Task statement: Write out again, exactly, the lines of the listing below from the first one through the one that contains "use tokio::sync::mpsc::UnboundedReceiver;", and no other lines.

The data:

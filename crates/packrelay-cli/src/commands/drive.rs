//! Interactive driver shared by `send` and `receive`.
//!
//! Renders core events as they arrive and turns stdin commands into
//! pause/resume/cancel operations until the transfer reaches `IDLE`.

use anyhow::Result;
use tokio::io::{AsyncBufReadExt, BufReader};
use tokio::sync::mpsc::UnboundedReceiver;
use tokio_util::sync::CancellationToken;

use packrelay_core::events::{drain, CoreEvent};
use packrelay_core::state::{TransferController, TransferState};

use crate::ui;

/// Which half of the state machine is being driven.
#[derive(Debug, Clone, Copy, PartialEq, Eq)]
pub enum Direction {
    /// A manual send
    Send,
    /// A manual receive
    Receive,
}

impl Direction {
    fn pause_or_resume(self, controller: &mut TransferController) -> packrelay_core::Result<TransferState> {
        match self {
            Self::Send => controller.pause_or_resume_send(),
            Self::Receive => controller.pause_or_resume_receive(),
        }
    }

    fn cancel(self, controller: &mut TransferController) -> packrelay_core::Result<()> {
        match self {
            Self::Send => controller.cancel_send(),
            Self::Receive => controller.cancel_receive(),
        }
    }

    fn finished(self, event: &CoreEvent) -> Option<bool> {
        match (self, event) {
            (Self::Send, CoreEvent::SendFinished { success })
            | (Self::Receive, CoreEvent::ReceiveFinished { success }) => Some(*success),
            _ => None,
        }
    }
}

/// How a driven transfer ended.
#[derive(Debug, Clone, Copy, PartialEq, Eq)]
pub enum Ending {
    /// The transfer completed
    Completed,
    /// The user cancelled it (or pressed Ctrl+C)
    Cancelled,
    /// It ended without completing (for example a missing tool)
    Failed,
}

/// Print the interactive controls.
pub fn print_controls() {
    println!("  Type 'p' + Enter to pause or resume, 'c' + Enter to cancel.");
    println!();
}

/// Drive the controller until the manual transfer is over.
///
/// Without stdin commands nobody can resume, so a paused transfer ends the
/// run.
pub async fn run(
    controller: &mut TransferController,
    events: &mut UnboundedReceiver<CoreEvent>,
    direction: Direction,
    json: bool,
    interactive: bool,
    interrupt: &CancellationToken,
) -> Result<Ending> {
    let mut stdin = BufReader::new(tokio::io::stdin()).lines();
    let mut read_stdin = interactive;
    let mut last_success = false;

    let ending = loop {
        tokio::select! {
            biased;

            () = interrupt.cancelled() => {
                if controller.state() != TransferState::Idle {
                    direction.cancel(controller)?;
                }
                break Ending::Cancelled;
            }

            Some(event) = events.recv() => {
                if let Some(success) = direction.finished(&event) {
                    last_success = success;
                }
                ui::render_event(&event, json);
            }

            completion = controller.next_completion() => {
                match completion {
                    Some(TransferState::Idle) | None => {
                        break Ending::Failed;
                    }
                    Some(TransferState::PausedSend | TransferState::PausedRecv) => {
                        if !read_stdin {
                            direction.cancel(controller)?;
                            break Ending::Failed;
                        }
                        if !json {
                            println!("  Paused. Type 'p' + Enter to retry on the same code.");
                        }
                    }
                    Some(_) => {}
                }
            }

            line = stdin.next_line(), if read_stdin => {
                match line? {
                    Some(line) => match line.trim() {
                        "p" => match direction.pause_or_resume(controller) {
                            Ok(state) => tracing::debug!("now {state}"),
                            Err(e) => println!("  {e}"),
                        },
                        "c" => {
                            direction.cancel(controller)?;
                            break Ending::Cancelled;
                        }
                        "" => {}
                        other => println!("  Unknown command '{other}'. Use 'p' or 'c'."),
                    },
                    None => read_stdin = false,
                }
            }
        }
    };

    controller.shutdown().await;

    for event in drain(events) {
        if let Some(success) = direction.finished(&event) {
            last_success = success;
        }
        ui::render_event(&event, json);
    }

    Ok(match ending {
        Ending::Failed if last_success => Ending::Completed,
        other => other,
    })
}

/// Print how the transfer ended and exit non-zero when it failed.
pub fn report(ending: Ending, direction: Direction, json: bool) -> Result<()> {
    if json {
        let status = match ending {
            Ending::Completed => "completed",
            Ending::Cancelled => "cancelled",
            Ending::Failed => "failed",
        };
        println!("{}", serde_json::to_string(&serde_json::json!({ "status": status }))?);
    } else {
        let noun = match direction {
            Direction::Send => "Send",
            Direction::Receive => "Receive",
        };
        println!();
        match ending {
            Ending::Completed => println!("  Done."),
            Ending::Cancelled => println!("  {noun} cancelled."),
            Ending::Failed => println!("  {noun} did not complete."),
        }
        println!();
    }

    if ending == Ending::Failed {
        std::process::exit(1);
    }
    Ok(())
}

#[cfg(test)]
mod tests {
    use super::*;
    use std::sync::Arc;

    use packrelay_core::code::TransferCode;
    use packrelay_core::events::EventSink;
    use packrelay_core::tools::{Croc, SevenZip};

    #[tokio::test]
    async fn test_interrupt_cancels_running_transfer() {
        let out = std::env::temp_dir().join(format!("packrelay-drive-{}", std::process::id()));
        std::fs::create_dir_all(&out).unwrap();

        let (sink, mut events) = EventSink::channel();
        let mut controller = TransferController::new(
            Arc::new(SevenZip::new("/nonexistent/packrelay/7z")),
            Arc::new(Croc::new("/nonexistent/packrelay/croc")),
            std::env::temp_dir(),
            sink,
        );
        controller
            .start_receive(TransferCode::parse("red-77zz1").unwrap(), out.clone())
            .unwrap();

        let interrupt = CancellationToken::new();
        interrupt.cancel();
        let ending = run(&mut controller, &mut events, Direction::Receive, true, false, &interrupt)
            .await
            .unwrap();

        assert_eq!(ending, Ending::Cancelled);
        assert_eq!(controller.state(), TransferState::Idle);
        std::fs::remove_dir_all(&out).unwrap();
    }
}
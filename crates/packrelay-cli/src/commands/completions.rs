//! Shell completions generation and installation.

use std::io;
use std::path::PathBuf;
use std::{env, fs};

use anyhow::{bail, Context, Result};
use clap::CommandFactory;
use clap_complete::{generate, Shell};

use super::{Cli, CompletionsAction, ShellType};

const BIN_NAME: &str = "packrelay";

impl From<ShellType> for Shell {
    fn from(shell: ShellType) -> Self {
        match shell {
            ShellType::Bash => Self::Bash,
            ShellType::Zsh => Self::Zsh,
            ShellType::Fish => Self::Fish,
            ShellType::PowerShell => Self::PowerShell,
        }
    }
}

/// Run the completions command.
pub fn run(action: CompletionsAction) -> Result<()> {
    match action {
        CompletionsAction::Install { shell } => install(shell),
        CompletionsAction::Generate { shell } => {
            let mut cmd = Cli::command();
            generate(Shell::from(shell), &mut cmd, BIN_NAME, &mut io::stdout());
            Ok(())
        }
    }
}

fn detect_shell() -> Result<ShellType> {
    let shell_path = env::var("SHELL").context(
        "Could not detect shell from $SHELL.\n\
         Use --shell to specify your shell manually.",
    )?;

    let name = shell_path.rsplit('/').next().unwrap_or(&shell_path);
    match name.to_lowercase().as_str() {
        "bash" => Ok(ShellType::Bash),
        "zsh" => Ok(ShellType::Zsh),
        "fish" => Ok(ShellType::Fish),
        "pwsh" | "powershell" => Ok(ShellType::PowerShell),
        other => bail!(
            "Unknown shell: {other}\n\
             Supported shells: bash, zsh, fish, powershell"
        ),
    }
}

/// Where a shell picks up completion scripts for the current user.
fn completions_path(shell: ShellType) -> Result<PathBuf> {
    let home = dirs::home_dir().context("Could not determine home directory")?;
    let data = dirs::data_dir().unwrap_or_else(|| home.join(".local/share"));
    let config = dirs::config_dir().unwrap_or_else(|| home.join(".config"));

    Ok(match shell {
        ShellType::Bash => data.join("bash-completion/completions").join(BIN_NAME),
        ShellType::Zsh => data.join("zsh/site-functions").join(format!("_{BIN_NAME}")),
        ShellType::Fish => config.join("fish/completions").join(format!("{BIN_NAME}.fish")),
        ShellType::PowerShell => config.join("powershell").join(format!("{BIN_NAME}.ps1")),
    })
}

fn install(shell_override: Option<ShellType>) -> Result<()> {
    let shell = match shell_override {
        Some(s) => s,
        None => detect_shell()?,
    };
    let path = completions_path(shell)?;

    let mut script = Vec::new();
    generate(Shell::from(shell), &mut Cli::command(), BIN_NAME, &mut script);

    if let Some(parent) = path.parent() {
        fs::create_dir_all(parent)
            .with_context(|| format!("Failed to create directory: {}", parent.display()))?;
    }
    fs::write(&path, script).with_context(|| format!("Failed to write: {}", path.display()))?;

    println!("✓ Installed {shell:?} completions to: {}", path.display());
    match shell {
        ShellType::Zsh => {
            let dir = path.parent().map_or_else(String::new, |p| p.display().to_string());
            println!("  Make sure {dir} is in your fpath, then run: exec zsh");
        }
        ShellType::PowerShell => println!("  Add '. {}' to your PowerShell profile.", path.display()),
        ShellType::Bash | ShellType::Fish => println!("  Completions load in new shell sessions."),
    }
    Ok(())
}

#[cfg(test)]
mod tests {
    use super::*;

    #[test]
    fn test_generated_script_mentions_commands() {
        let mut script = Vec::new();
        generate(Shell::Bash, &mut Cli::command(), BIN_NAME, &mut script);
        let script = String::from_utf8(script).unwrap();
        assert!(script.contains("receive"));
        assert!(script.contains("listener"));
    }

    #[test]
    fn test_cli_definition_is_consistent() {
        Cli::command().debug_assert();
    }
}
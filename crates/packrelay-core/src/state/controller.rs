//! Owner of the manual transfer and the automation loops.

use std::path::{Path, PathBuf};
use std::sync::Arc;
use std::time::Duration;

use tokio::sync::mpsc;

use super::{TransferAction, TransferState};
use crate::code::TransferCode;
use crate::config::Config;
use crate::error::{Error, Result};
use crate::events::{CoreEvent, EventSink};
use crate::extract::{ExtractorHandle, LiveExtractor};
use crate::listener::{Listener, ListenerRegistry};
use crate::session::{SessionOutcome, StopHandle, TransferSession};
use crate::stage::{ArchiveStager, StagingUnit};
use crate::tools::{Archiver, TransferRequest, TransferTool};
use crate::watcher::{FolderWatcher, WatcherHandle};

/// Result of a background task, tagged with the generation that started it.
#[derive(Debug)]
enum Completion {
    Staged {
        generation: u64,
        result: Result<StagingUnit>,
    },
    Transfer {
        generation: u64,
        outcome: SessionOutcome,
    },
}

/// Drives the manual transfer state machine and owns every background loop.
///
/// UI requests are plain method calls. Background work reports back through
/// an internal channel that the owner drains with
/// [`next_completion`](Self::next_completion). Every request that replaces
/// or stops the running session bumps a generation counter, so a late
/// completion from a superseded session is recognized and dropped.
///
/// Methods that start work spawn tasks and must be called inside a tokio
/// runtime.
#[derive(Debug)]
pub struct TransferController {
    state: TransferState,
    events: EventSink,
    archiver: Arc<dyn Archiver>,
    tool: Arc<dyn TransferTool>,
    extract_interval: Duration,
    retry_backoff: Duration,

    generation: u64,
    completions_tx: mpsc::UnboundedSender<Completion>,
    completions_rx: mpsc::UnboundedReceiver<Completion>,

    session: Option<StopHandle>,
    send_code: Option<TransferCode>,
    staging: Option<StagingUnit>,
    receive: Option<(TransferCode, PathBuf)>,
    extractor: Option<ExtractorHandle>,
    retired_extractors: Vec<ExtractorHandle>,

    watcher: Option<WatcherHandle>,
    listeners: ListenerRegistry,
}
//! Code command implementation.

use anyhow::Result;

use packrelay_core::code::TransferCode;

use super::CodeArgs;

/// Print a freshly generated transfer code.
pub fn run(args: &CodeArgs) -> Result<()> {
    let length = match args.length {
        Some(length) => length,
        None => super::load_config().general.code_length,
    };

    println!("{}", TransferCode::generate(length)?);
    Ok(())
}
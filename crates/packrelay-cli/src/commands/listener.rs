//! Listener command implementation.

use anyhow::{Context, Result};

use packrelay_core::code::TransferCode;
use packrelay_core::config::{Config, ListenerEntry};
use packrelay_core::listener::{sanitize_name, Listener};

use super::{ListenerAction, ListenerArgs};

/// Run the listener command.
pub fn run(args: ListenerArgs) -> Result<()> {
    // Edits must not overwrite a config file that failed to parse.
    let mut config = Config::load().context("Failed to load configuration")?;

    match args.action {
        ListenerAction::Add { name, code } => {
            let listener = Listener::new(&name, TransferCode::parse(&code)?)?;
            if config.listeners.add(ListenerEntry::from(&listener)) {
                config.save().context("Failed to save configuration")?;
                println!("Added listener {listener}");
                println!(
                    "Files will land in {}",
                    listener.destination(&config.download_dir()).display()
                );
            } else {
                println!("Listener {listener} already exists.");
            }
        }
        ListenerAction::Remove { name } => {
            let name = sanitize_name(&name).unwrap_or(name);
            if config.listeners.remove(&name) {
                config.save().context("Failed to save configuration")?;
                println!("Removed listener '{name}'.");
            } else {
                println!("No listener named '{name}'.");
            }
        }
        ListenerAction::List { json } => list(&config.listeners.entries, json)?,
    }

    Ok(())
}

fn list(entries: &[ListenerEntry], json: bool) -> Result<()> {
    if json {
        println!("{}", serde_json::to_string_pretty(entries)?);
        return Ok(());
    }

    if entries.is_empty() {
        println!("No listeners configured.");
        println!("Add one with: packrelay listener add <name> <code>");
        return Ok(());
    }

    println!();
    println!("  {:<24} CODE", "NAME");
    for entry in entries {
        println!("  {:<24} {}", entry.name, entry.code);
    }
    println!();
    Ok(())
}
//! UI utilities for the PackRelay CLI.

use chrono::Local;
use packrelay_core::events::{CoreEvent, LogLevel};

const BOX_WIDTH: usize = 33;

/// Print the banner shown at the top of interactive commands.
pub fn header() {
    println!();
    println!("PackRelay v{}", packrelay_core::VERSION);
    println!("{}", "-".repeat(37));
    println!();
}

/// A formatted box for displaying transfer codes.
pub struct CodeBox<'a> {
    code: &'a str,
    hint: Option<&'a str>,
}

impl<'a> CodeBox<'a> {
    /// Create a new code box.
    #[must_use]
    pub const fn new(code: &'a str) -> Self {
        Self { code, hint: None }
    }

    /// Add a line of text under the code.
    #[must_use]
    pub const fn with_hint(mut self, hint: &'a str) -> Self {
        self.hint = Some(hint);
        self
    }

    /// Display the code box to stdout.
    pub fn display(&self) {
        let code_line = format!("Code:  {}", self.code);

        println!("  ┌{}┐", "─".repeat(BOX_WIDTH));
        println!("  │{}│", " ".repeat(BOX_WIDTH));
        println!("  │{}│", center_in_box(&code_line, BOX_WIDTH));
        println!("  │{}│", " ".repeat(BOX_WIDTH));

        if let Some(hint) = self.hint {
            println!("  │{}│", center_in_box(hint, BOX_WIDTH));
            println!("  │{}│", " ".repeat(BOX_WIDTH));
        }

        println!("  └{}┘", "─".repeat(BOX_WIDTH));
    }
}

fn center_in_box(content: &str, width: usize) -> String {
    let content_len = content.chars().count();
    let padding = width.saturating_sub(content_len);
    let left = padding / 2;
    let right = padding - left;
    format!("{}{}{}", " ".repeat(left), content, " ".repeat(right))
}

/// Print one core event.
///
/// With `json` every event is written as a single JSON line. Otherwise log
/// lines become timestamped activity lines and the other events are shown
/// only when they carry something the log does not already say.
pub fn render_event(event: &CoreEvent, json: bool) {
    if json {
        match serde_json::to_string(event) {
            Ok(line) => println!("{line}"),
            Err(e) => tracing::warn!("Could not serialize event: {e}"),
        }
        return;
    }

    match event {
        CoreEvent::Log {
            level,
            message,
            timestamp,
        } => {
            let time = timestamp.with_timezone(&Local).format("%H:%M:%S");
            match level {
                LogLevel::Info => println!("  [{time}] {message}"),
                LogLevel::Warn => println!("  [{time}] ! {message}"),
                LogLevel::Error => eprintln!("  [{time}] x {message}"),
            }
        }
        CoreEvent::SendStaged { payload } => {
            println!("  Staged {}", payload.display());
        }
        CoreEvent::ToolMissing { tool } => {
            let error = packrelay_core::Error::ToolMissing { tool: tool.clone() };
            if let Some(suggestion) = error.suggestion() {
                eprintln!();
                for line in suggestion.lines() {
                    eprintln!("  {line}");
                }
                eprintln!();
            }
        }
        CoreEvent::SendFinished { .. }
        | CoreEvent::ReceiveFinished { .. }
        | CoreEvent::Extracted { .. }
        | CoreEvent::FilePushed { .. }
        | CoreEvent::WatcherStopped
        | CoreEvent::StateChanged { .. } => {}
    }
}
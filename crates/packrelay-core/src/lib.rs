//! # PackRelay Core Library
//!
//! `packrelay-core` is the transfer orchestration core of PackRelay: it moves
//! files between two parties through a relay-mediated, code-paired transfer
//! tool while packaging content on the way out and unpacking it on the way
//! in, so that both sides only ever see plain folders.
//!
//! ## Features
//!
//! - **Code-paired transfers**: a shared, human-typeable code pairs sender and receiver
//! - **Transparent packaging**: content is archived before sending and extracted on arrival
//! - **Pause / resume / cancel**: manual transfers survive remote disconnects
//! - **Automation**: folder watchers push changes, listeners receive forever
//!
//! ## Modules
//!
//! - [`code`] - Transfer code generation and validation
//! - [`config`] - Configuration management
//! - [`events`] - Core-to-UI events and the log sink
//! - [`extract`] - Live extraction of arriving archives
//! - [`listener`] - Perpetual receive loops (automation receiver)
//! - [`session`] - One run of the external transfer tool
//! - [`stage`] - Staging of send requests into archives
//! - [`state`] - Manual transfer state machine and controller
//! - [`tools`] - External archiver and transfer tool adapters
//! - [`watcher`] - Folder watching and push loop (automation sender)
//!
//! ## Example
//!
//! ```rust,ignore
//! use packrelay_core::code::TransferCode;
//! use packrelay_core::state::TransferController;
//!
//! let (mut controller, mut events) = TransferController::from_config(&config)?;
//! let code = TransferCode::generate(6)?;
//! controller.start_send("./photos".into(), code)?;
//!
//! while let Some(state) = controller.next_completion().await {
//!     println!("now {state}");
//! }
//! ```

#![warn(missing_docs)]
#![warn(clippy::all)]
#![warn(clippy::pedantic)]
#![allow(clippy::module_name_repetitions)]
#![allow(clippy::missing_panics_doc)]
#![allow(clippy::doc_markdown)]
#![allow(clippy::missing_const_for_fn)]
#![allow(clippy::must_use_candidate)]

pub mod code;
pub mod config;
pub mod error;
pub mod events;
pub mod extract;
pub mod listener;
pub mod session;
pub mod stage;
pub mod state;
pub mod tools;
pub mod watcher;

pub use error::{Error, Result};

/// Library version
pub const VERSION: &str = env!("CARGO_PKG_VERSION");

/// File extension of archives produced and recognized by PackRelay
pub const ARCHIVE_EXTENSION: &str = "7z";

/// Default length of the random part of a generated transfer code
pub const DEFAULT_CODE_LENGTH: usize = 6;

/// Default compression level passed to the archiver
pub const DEFAULT_COMPRESSION_LEVEL: u8 = 3;

/// Default interval between live extraction passes in milliseconds
pub const DEFAULT_EXTRACT_POLL_MS: u64 = 1500;

/// Default interval between folder watcher scans in seconds
pub const DEFAULT_WATCH_INTERVAL_SECS: u64 = 3;

/// Default backoff before retrying a busy send in seconds
pub const DEFAULT_RETRY_BACKOFF_SECS: u64 = 3;

/// Default pause between listener receive attempts in seconds
pub const DEFAULT_LISTEN_RETRY_SECS: u64 = 3;

/// Number of empty listener cycles between heartbeat log lines
pub const DEFAULT_HEARTBEAT_EVERY: u32 = 10;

Result of the exercise:
filename crates/packrelay-cli/src/commands/drive.rs
//! Interactive driver shared by `send` and `receive`.
//!
//! Renders core events as they arrive and turns stdin commands into
//! pause/resume/cancel operations until the transfer reaches `IDLE`.

use anyhow::Result;
use tokio::io::{AsyncBufReadExt, BufReader};
use tokio::sync::mpsc::UnboundedReceiver;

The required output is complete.